Das Thüringer OVG hat den Freistaat Thüringen in einem Eilverfahren verpflichtet, einen Schüler vorläufig in die Klassenstufe 5 seiner Wunschschule aufzunehmen. Wegen eines fehlerhaft durchgeführten Auswahlverfahrens hat das Gericht dem Schüler ausnahmsweise einen Anspruch auf außerkapazitäre Aufnahme zugesprochen. Andernfalls sei ein effektiver Rechtsschutz faktisch nicht gewährleistet.
Darum geht es
Da die Zahl der Anmeldungen die freien Plätze deutlich überstieg, wurde ein Auswahlverfahren nach der zwischen dem Staatlichen Schulamt Ostthüringen und der Stadt Jena geschlossenen „Verwaltungsvereinbarung auf der Grundlage von § 15a Abs. 8 Thüringer Schulgesetz“ vom Dezember 2021 durchgeführt.
Die Wunschschule hatte den Aufnahmeantrag des Schülers abgelehnt. In dem Auswahlverfahren ist der Antragsteller nicht zum Zuge gekommen.
Wesentliche Entscheidungsgründe
Das Thüringer Oberverwaltungsgericht hat den Freistaat Thüringen verpflichtet, den Schüler vorläufig in die Klassenstufe 5 seiner Wunschschule in Jena aufzunehmen und hat den entgegenstehenden Beschluss des Verwaltungsgerichts Gera aufgehoben.
Das durchgeführte Auswahlverfahren verletze den Antragsteller in seinem Recht auf Zugang zu den Schularten und Bildungsgängen, das durch Art. 2 Abs. 1 i.V.m. Art. 7 Abs. 1 des Grundgesetzes gewährleistet und durch das Thüringer Schulgesetz ausgestaltet werde.

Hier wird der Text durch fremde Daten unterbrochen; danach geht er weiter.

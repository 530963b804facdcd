//! Command-line configuration.

use std::path::PathBuf;

use clap::Parser;

use crate::error::Error;

/// Stanza boundary depth: `<stream:stream>` children sit at depth 2.
pub const DEFAULT_THRESHOLD: u32 = 2;

/// Intercepting TLS-to-TLS proxy for XMPP.
#[derive(Debug, Parser)]
#[command(name = "xmpp-research-proxy", version, about)]
pub struct Cli {
    /// Hostname or IP address of the upstream XMPP server to forward to.
    pub target_address: String,

    /// Port of the upstream XMPP server to forward to.
    pub target_port: u16,

    /// PEM file containing the downstream-facing certificate chain and
    /// private key, concatenated.
    #[arg(long, default_value = "./certs/server.pem")]
    pub cert: PathBuf,

    /// Address to listen for incoming client connections on.
    #[arg(long, default_value = "0.0.0.0")]
    pub listen_address: String,

    /// Port to listen for incoming client connections on.
    #[arg(long, default_value_t = 1337)]
    pub listen_port: u16,
}

impl Cli {
    /// Parse `std::env::args`, exiting the process with a usage message
    /// on failure (clap's default behavior for `Parser::parse`).
    pub fn from_args() -> Self {
        Cli::parse()
    }

    /// Validate anything clap's type-level parsing can't express.
    pub fn validate(&self) -> Result<(), Error> {
        if self.target_address.trim().is_empty() {
            return Err(Error::Config("target address must not be empty".into()));
        }
        if !self.cert.exists() {
            return Err(Error::Config(format!(
                "certificate file {} does not exist",
                self.cert.display()
            )));
        }
        Ok(())
    }
}
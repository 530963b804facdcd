//! Bidirectional stream processor: owns one tokenizer+extractor per
//! direction, applies that direction's hook to each emitted sequence,
//! and re-serializes the result back to bytes.

use std::str::from_utf8;

use crate::error::ParserError;
use crate::extractor::StanzaExtractor;
use crate::hook::{self, Hook, HookState};
use crate::tokenizer::Tokenizer;

/// One direction's tokenizer/extractor pair plus its hook. Independent
/// of the other direction except for the opaque, connection-shared
/// [`HookState`].
struct DirectionalStream {
    tokenizer: Tokenizer,
    extractor: StanzaExtractor,
    hook: Box<dyn Hook>,
    /// Bytes held back from the previous chunk because they looked like
    /// a UTF-8 sequence truncated at the chunk boundary, not genuinely
    /// malformed input.
    pending: Vec<u8>,
}

/// A multi-byte UTF-8 sequence is at most 4 bytes, so a decode error
/// whose valid prefix ends within the last 3 bytes of the buffer is
/// treated as "the rest hasn't arrived yet" rather than corruption.
const MAX_UTF8_SEQ_TAIL: usize = 3;

impl DirectionalStream {
    fn new(threshold: u32, hook: Box<dyn Hook>) -> Self {
        DirectionalStream {
            tokenizer: Tokenizer::new(),
            extractor: StanzaExtractor::new(threshold),
            hook,
            pending: Vec::new(),
        }
    }

    /// Tokenize, extract, hook, and re-serialize one chunk.
    fn process(&mut self, state: &mut HookState, chunk: &[u8]) -> Result<Vec<u8>, ParserError> {
        let mut buf = if self.pending.is_empty() {
            chunk.to_vec()
        } else {
            let mut combined = std::mem::take(&mut self.pending);
            combined.extend_from_slice(chunk);
            combined
        };

        let valid_len = match from_utf8(&buf) {
            Ok(_) => buf.len(),
            Err(e) if buf.len() - e.valid_up_to() <= MAX_UTF8_SEQ_TAIL => e.valid_up_to(),
            Err(e) => return Err(ParserError::from(e)),
        };

        if valid_len < buf.len() {
            self.pending = buf.split_off(valid_len);
        }
        let text = from_utf8(&buf).expect("valid_up_to prefix is valid utf8");

        let mut out = String::with_capacity(text.len());
        for c in text.chars() {
            for token in self.tokenizer.push(c) {
                if let Some(sequence) = self.extractor.add(token)? {
                    if let Some(sequence) = hook::invoke(self.hook.as_mut(), state, sequence) {
                        out.push_str(&sequence.to_string());
                    }
                }
            }
        }

        Ok(out.into_bytes())
    }
}

/// Owns both directions of one connection plus the shared hook state and
/// the two mode flags from the connection's configuration.
pub struct StreamProcessor {
    client: DirectionalStream,
    server: DirectionalStream,
    state: HookState,
    /// Skip tokenization entirely and forward bytes verbatim. Set once
    /// inspection is no longer meaningful (e.g. after an encryption
    /// upgrade the proxy cannot see through).
    pub bypass: bool,
    /// Run tokenization (so hooks still observe stanzas) but always emit
    /// the original bytes rather than the re-serialized ones.
    pub no_modification: bool,
}

impl StreamProcessor {
    /// Construct a processor for one connection, given the depth
    /// threshold and the two directions' hooks.
    pub fn new(threshold: u32, client_hook: Box<dyn Hook>, server_hook: Box<dyn Hook>) -> Self {
        StreamProcessor {
            client: DirectionalStream::new(threshold, client_hook),
            server: DirectionalStream::new(threshold, server_hook),
            state: HookState::new(),
            bypass: false,
            no_modification: false,
        }
    }

    /// Process a chunk read from the downstream client, returning the
    /// bytes to write to the upstream server.
    pub fn client_chunk(&mut self, data: &[u8]) -> Result<Vec<u8>, ParserError> {
        Self::run(
            &mut self.client,
            &mut self.state,
            data,
            self.bypass,
            self.no_modification,
        )
    }

    /// Process a chunk read from the upstream server, returning the
    /// bytes to write to the downstream client.
    pub fn server_chunk(&mut self, data: &[u8]) -> Result<Vec<u8>, ParserError> {
        Self::run(
            &mut self.server,
            &mut self.state,
            data,
            self.bypass,
            self.no_modification,
        )
    }

    fn run(
        direction: &mut DirectionalStream,
        state: &mut HookState,
        data: &[u8],
        bypass: bool,
        no_modification: bool,
    ) -> Result<Vec<u8>, ParserError> {
        if bypass {
            return Ok(data.to_vec());
        }

        let rewritten = direction.process(state, data)?;

        if no_modification {
            Ok(data.to_vec())
        } else {
            Ok(rewritten)
        }
    }
}

#[cfg(test)]
mod tests {
    use super::*;
    use crate::hook::{IdentityHook, ReplaceHook};

    #[test]
    fn identity_hooks_round_trip_bytes_unchanged() {
        let mut processor =
            StreamProcessor::new(2, Box::new(IdentityHook), Box::new(IdentityHook));
        let input = b"<?xml version='1.0'?><stream:stream><message><body>hi</body></message></stream:stream>";
        let out = processor.client_chunk(input).unwrap();
        assert_eq!(out, input);
    }

    #[test]
    fn bypass_skips_tokenization_entirely() {
        let mut processor =
            StreamProcessor::new(2, Box::new(IdentityHook), Box::new(IdentityHook));
        processor.bypass = true;
        // Deliberately malformed/binary: would fail UTF-8 decoding if
        // tokenized, but bypass must return it untouched.
        let input = &[0xff, 0xfe, b'<'];
        let out = processor.client_chunk(input).unwrap();
        assert_eq!(out, input);
    }

    #[test]
    fn no_modification_observes_but_emits_original_bytes() {
        let mut processor =
            StreamProcessor::new(2, Box::new(ReplaceHook), Box::new(IdentityHook));
        processor.no_modification = true;
        let encoded = base64::encode("HELLO");
        let input = format!(
            "<stream:stream><message>REPLACEME{}REPLACEME</message></stream:stream>",
            encoded
        );
        let out = processor.client_chunk(input.as_bytes()).unwrap();
        assert_eq!(out, input.as_bytes());
    }

    #[test]
    fn hook_substitution_end_to_end() {
        let mut processor = StreamProcessor::new(2, Box::new(ReplaceHook), Box::new(IdentityHook));
        let encoded = base64::encode("HELLO");
        let input = format!(
            "<stream:stream>REPLACEME{}REPLACEME</stream:stream>",
            encoded
        );
        let out = processor.client_chunk(input.as_bytes()).unwrap();
        let out = String::from_utf8(out).unwrap();
        assert_eq!(out, "<stream:stream>HELLO</stream:stream>");
    }

    #[test]
    fn malformed_utf8_is_a_parser_error() {
        let mut processor =
            StreamProcessor::new(2, Box::new(IdentityHook), Box::new(IdentityHook));
        // An invalid byte followed by more than MAX_UTF8_SEQ_TAIL trailing
        // bytes cannot be a truncated sequence; it's genuine corruption.
        let mut input = b"<a>".to_vec();
        input.push(0xff);
        input.extend_from_slice(b"trailing-bytes");
        let out = processor.client_chunk(&input);
        assert!(out.is_err());
    }

    #[test]
    fn truncated_multibyte_char_at_chunk_boundary_is_buffered_not_errored() {
        let mut processor =
            StreamProcessor::new(2, Box::new(IdentityHook), Box::new(IdentityHook));
        let whole = "<a>caf\u{e9}</a>"; // 'é' is encoded as two UTF-8 bytes
        let bytes = whole.as_bytes();
        let split = bytes.len() - 1; // split inside the two-byte sequence
        let mut out = processor.client_chunk(&bytes[..split]).unwrap();
        out.extend(processor.client_chunk(&bytes[split..]).unwrap());
        assert_eq!(out, bytes);
    }

    #[test]
    fn chunked_input_produces_the_same_output_as_one_shot() {
        let whole = "<stream:stream><message><body>hi</body></message></stream:stream>";
        let mut one_shot =
            StreamProcessor::new(2, Box::new(IdentityHook), Box::new(IdentityHook));
        let one_shot_out = one_shot.client_chunk(whole.as_bytes()).unwrap();

        let mut chunked = StreamProcessor::new(2, Box::new(IdentityHook), Box::new(IdentityHook));
        let mut chunked_out = Vec::new();
        for byte in whole.as_bytes() {
            chunked_out.extend(chunked.client_chunk(&[*byte]).unwrap());
        }

        assert_eq!(one_shot_out, chunked_out);
    }
}
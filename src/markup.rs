//! Classification of a completed `Markup` token.

use crate::token::Token;

/// A classification of a `Markup` token.
///
/// `Reset` is a narrow literal-match sentinel used for XMPP stream
/// renegotiation; it takes precedence over every other classification.
/// Otherwise the first matching row in the table below wins, in the
/// order `Declaration → Comment → SelfContained → Close → Open`.
#[derive(Debug, Clone, Copy, PartialEq, Eq)]
pub enum MarkupKind {
    /// `<a>`, `<a x="1">`
    Open,
    /// `</a>`
    Close,
    /// `<a/>`, `<a x="1"/>`
    SelfContained,
    /// `<?xml ... ?>`
    Declaration,
    /// `<!-- ... -->`
    Comment,
    /// `<?xml version='1.0'?>` or `<?xml version="1.0"?>`, exactly
    Reset,
}

const RESET_SINGLE: &str = "<?xml version='1.0'?>";
const RESET_DOUBLE: &str = "<?xml version=\"1.0\"?>";

/// Classify a `Markup` token's text.
///
/// Invariantly `b starts with '<'` and `b ends with '>'` for any text
/// produced by [`crate::tokenizer::Tokenizer`]; this function does not
/// re-validate that, it only distinguishes between the markup kinds.
pub fn classify(b: &str) -> MarkupKind {
    if b == RESET_SINGLE || b == RESET_DOUBLE {
        return MarkupKind::Reset;
    }
    if is_declaration(b) {
        return MarkupKind::Declaration;
    }
    if is_comment(b) {
        return MarkupKind::Comment;
    }
    if is_self_contained(b) {
        return MarkupKind::SelfContained;
    }
    if is_close(b) {
        return MarkupKind::Close;
    }
    MarkupKind::Open
}

fn is_declaration(b: &str) -> bool {
    b.len() > 4 && b.starts_with("<?") && b.ends_with("?>")
}

fn is_comment(b: &str) -> bool {
    b.len() > 7 && b.starts_with("<!--") && b.ends_with("-->")
}

fn is_self_contained(b: &str) -> bool {
    b.len() > 3 && b.ends_with("/>")
}

fn is_close(b: &str) -> bool {
    b.len() > 3 && b.starts_with("</") && b.ends_with('>')
}

/// Classify a `Markup` [`Token`], returning `None` for `Content` tokens.
pub fn classify_token(token: &Token) -> Option<MarkupKind> {
    match token {
        Token::Markup(text) => Some(classify(text)),
        Token::Content(_) => None,
    }
}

Zwar lasse das Thüringer Schulgesetz in § 15a Abs. 8 eine Abweichung von den gesetzlich geregelten Auswahlkriterien grundsätzlich zu. Die hier angewendete nicht veröffentlichte Verwaltungsvereinbarung sei aber keine wirksame Grundlage für die getroffene Auswahlentscheidung.
Vielmehr hätte das Schulamt durch eine ortsüblich bekanntzumachende Allgemeinverfügung sicherstellen müssen, dass die betroffenen Schülerinnen und Schüler und ihre Sorgeberechtigten rechtzeitig über die abweichenden Auswahlkriterien informiert wurden.
Wegen des fehlerhaft durchgeführten Auswahlverfahrens hat der Senat dem Antragsteller ausnahmsweise einen Anspruch auf außerkapazitäre Aufnahme in die Wunschschule zugesprochen.
Zwar sei nicht sicher, ob der Antragsteller in einem fehlerfreien Auswahlverfahren einen Platz an der Wunschschule erhalten hätte.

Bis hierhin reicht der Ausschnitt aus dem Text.